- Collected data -
Start of Block

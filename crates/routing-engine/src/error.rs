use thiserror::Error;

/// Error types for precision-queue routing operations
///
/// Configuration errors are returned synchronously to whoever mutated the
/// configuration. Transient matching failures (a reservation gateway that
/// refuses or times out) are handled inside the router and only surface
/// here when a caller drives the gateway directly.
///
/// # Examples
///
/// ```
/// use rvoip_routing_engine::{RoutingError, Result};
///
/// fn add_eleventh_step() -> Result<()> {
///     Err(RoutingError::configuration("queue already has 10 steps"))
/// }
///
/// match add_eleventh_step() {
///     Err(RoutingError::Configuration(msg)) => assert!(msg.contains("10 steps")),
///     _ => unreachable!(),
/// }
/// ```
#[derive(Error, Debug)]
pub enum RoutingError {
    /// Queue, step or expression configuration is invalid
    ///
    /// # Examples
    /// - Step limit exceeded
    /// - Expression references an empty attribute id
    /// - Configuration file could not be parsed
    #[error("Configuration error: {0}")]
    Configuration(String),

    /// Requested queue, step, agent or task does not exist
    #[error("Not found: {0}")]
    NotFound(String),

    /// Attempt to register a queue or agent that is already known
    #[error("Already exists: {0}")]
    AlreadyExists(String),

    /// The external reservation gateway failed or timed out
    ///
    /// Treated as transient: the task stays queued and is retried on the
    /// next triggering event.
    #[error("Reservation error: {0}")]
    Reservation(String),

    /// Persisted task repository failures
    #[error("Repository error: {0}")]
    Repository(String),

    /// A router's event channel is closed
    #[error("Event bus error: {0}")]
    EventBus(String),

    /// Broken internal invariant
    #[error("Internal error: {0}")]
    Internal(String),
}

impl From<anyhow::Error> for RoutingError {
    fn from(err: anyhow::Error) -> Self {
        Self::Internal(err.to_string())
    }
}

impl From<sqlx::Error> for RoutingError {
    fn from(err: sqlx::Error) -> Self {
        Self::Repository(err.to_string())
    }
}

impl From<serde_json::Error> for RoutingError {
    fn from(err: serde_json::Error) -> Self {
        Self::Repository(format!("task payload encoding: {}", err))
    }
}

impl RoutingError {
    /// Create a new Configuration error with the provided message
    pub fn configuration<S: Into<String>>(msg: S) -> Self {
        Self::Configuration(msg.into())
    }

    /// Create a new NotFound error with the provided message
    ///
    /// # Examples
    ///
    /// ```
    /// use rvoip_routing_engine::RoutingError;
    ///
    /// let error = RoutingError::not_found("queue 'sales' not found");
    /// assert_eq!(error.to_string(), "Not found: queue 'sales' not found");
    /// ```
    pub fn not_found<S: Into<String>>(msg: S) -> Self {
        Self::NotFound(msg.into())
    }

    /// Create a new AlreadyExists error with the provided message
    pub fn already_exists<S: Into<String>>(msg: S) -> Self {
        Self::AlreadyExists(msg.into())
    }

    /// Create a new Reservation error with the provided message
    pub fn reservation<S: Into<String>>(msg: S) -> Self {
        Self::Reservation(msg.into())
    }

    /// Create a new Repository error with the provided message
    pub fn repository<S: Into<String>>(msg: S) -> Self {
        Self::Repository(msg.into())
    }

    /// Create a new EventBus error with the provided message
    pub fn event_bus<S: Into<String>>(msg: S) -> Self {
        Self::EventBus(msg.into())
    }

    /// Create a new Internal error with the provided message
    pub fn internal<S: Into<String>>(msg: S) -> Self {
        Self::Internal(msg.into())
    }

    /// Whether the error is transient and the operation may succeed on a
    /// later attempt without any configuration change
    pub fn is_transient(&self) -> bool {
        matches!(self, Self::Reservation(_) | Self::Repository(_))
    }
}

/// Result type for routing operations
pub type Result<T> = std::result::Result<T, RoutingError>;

End of Block
Start of Block

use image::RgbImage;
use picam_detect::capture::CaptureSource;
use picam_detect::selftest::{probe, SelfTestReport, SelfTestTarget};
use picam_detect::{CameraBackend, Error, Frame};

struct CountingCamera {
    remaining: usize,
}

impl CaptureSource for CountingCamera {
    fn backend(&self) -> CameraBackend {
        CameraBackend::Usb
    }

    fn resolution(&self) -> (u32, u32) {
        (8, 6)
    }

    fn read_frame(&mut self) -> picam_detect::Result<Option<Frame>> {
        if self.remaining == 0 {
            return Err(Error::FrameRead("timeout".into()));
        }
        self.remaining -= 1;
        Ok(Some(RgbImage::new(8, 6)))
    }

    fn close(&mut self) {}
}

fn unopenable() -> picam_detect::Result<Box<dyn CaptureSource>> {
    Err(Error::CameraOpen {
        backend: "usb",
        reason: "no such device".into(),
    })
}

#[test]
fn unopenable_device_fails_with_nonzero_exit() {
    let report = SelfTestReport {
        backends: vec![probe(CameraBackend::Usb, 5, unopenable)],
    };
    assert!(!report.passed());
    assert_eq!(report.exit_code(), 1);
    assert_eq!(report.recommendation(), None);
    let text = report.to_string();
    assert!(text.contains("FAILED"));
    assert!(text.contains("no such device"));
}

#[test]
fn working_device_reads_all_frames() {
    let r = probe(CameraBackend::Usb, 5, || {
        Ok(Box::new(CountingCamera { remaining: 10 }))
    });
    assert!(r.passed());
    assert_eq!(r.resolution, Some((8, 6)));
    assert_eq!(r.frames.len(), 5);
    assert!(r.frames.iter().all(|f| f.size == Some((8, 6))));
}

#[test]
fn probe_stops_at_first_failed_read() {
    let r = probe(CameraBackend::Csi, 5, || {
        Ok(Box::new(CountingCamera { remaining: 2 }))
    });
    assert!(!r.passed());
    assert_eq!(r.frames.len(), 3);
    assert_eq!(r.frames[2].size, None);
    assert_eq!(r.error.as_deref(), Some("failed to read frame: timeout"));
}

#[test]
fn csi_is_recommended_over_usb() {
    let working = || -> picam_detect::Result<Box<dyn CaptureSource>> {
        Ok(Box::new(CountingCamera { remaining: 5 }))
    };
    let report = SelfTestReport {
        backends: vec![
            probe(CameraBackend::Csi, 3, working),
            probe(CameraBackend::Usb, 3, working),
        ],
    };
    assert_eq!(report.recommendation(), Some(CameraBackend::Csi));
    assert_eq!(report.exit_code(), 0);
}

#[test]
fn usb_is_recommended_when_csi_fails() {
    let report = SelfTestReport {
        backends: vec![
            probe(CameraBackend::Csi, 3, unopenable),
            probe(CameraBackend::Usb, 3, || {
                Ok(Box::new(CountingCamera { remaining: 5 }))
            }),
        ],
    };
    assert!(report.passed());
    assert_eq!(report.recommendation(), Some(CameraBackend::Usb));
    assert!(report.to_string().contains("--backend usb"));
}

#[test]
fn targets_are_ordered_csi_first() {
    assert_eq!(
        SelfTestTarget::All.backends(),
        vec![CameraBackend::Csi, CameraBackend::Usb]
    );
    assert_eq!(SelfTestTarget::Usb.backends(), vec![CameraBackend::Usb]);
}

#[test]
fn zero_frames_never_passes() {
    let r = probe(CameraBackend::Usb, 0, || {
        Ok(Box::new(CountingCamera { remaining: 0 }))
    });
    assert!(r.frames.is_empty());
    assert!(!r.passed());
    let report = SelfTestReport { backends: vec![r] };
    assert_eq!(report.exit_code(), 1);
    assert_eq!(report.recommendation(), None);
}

End of Block

- Work required -
Could you set down, word for word, only the lines above from the line with "AlreadyExists error with the provided message" to the line with "Reservation error with the provided message", including both?

- Result below -
    /// Create a new AlreadyExists error with the provided message
    pub fn already_exists<S: Into<String>>(msg: S) -> Self {
        Self::AlreadyExists(msg.into())
    }

    /// Create a new Reservation error with the provided message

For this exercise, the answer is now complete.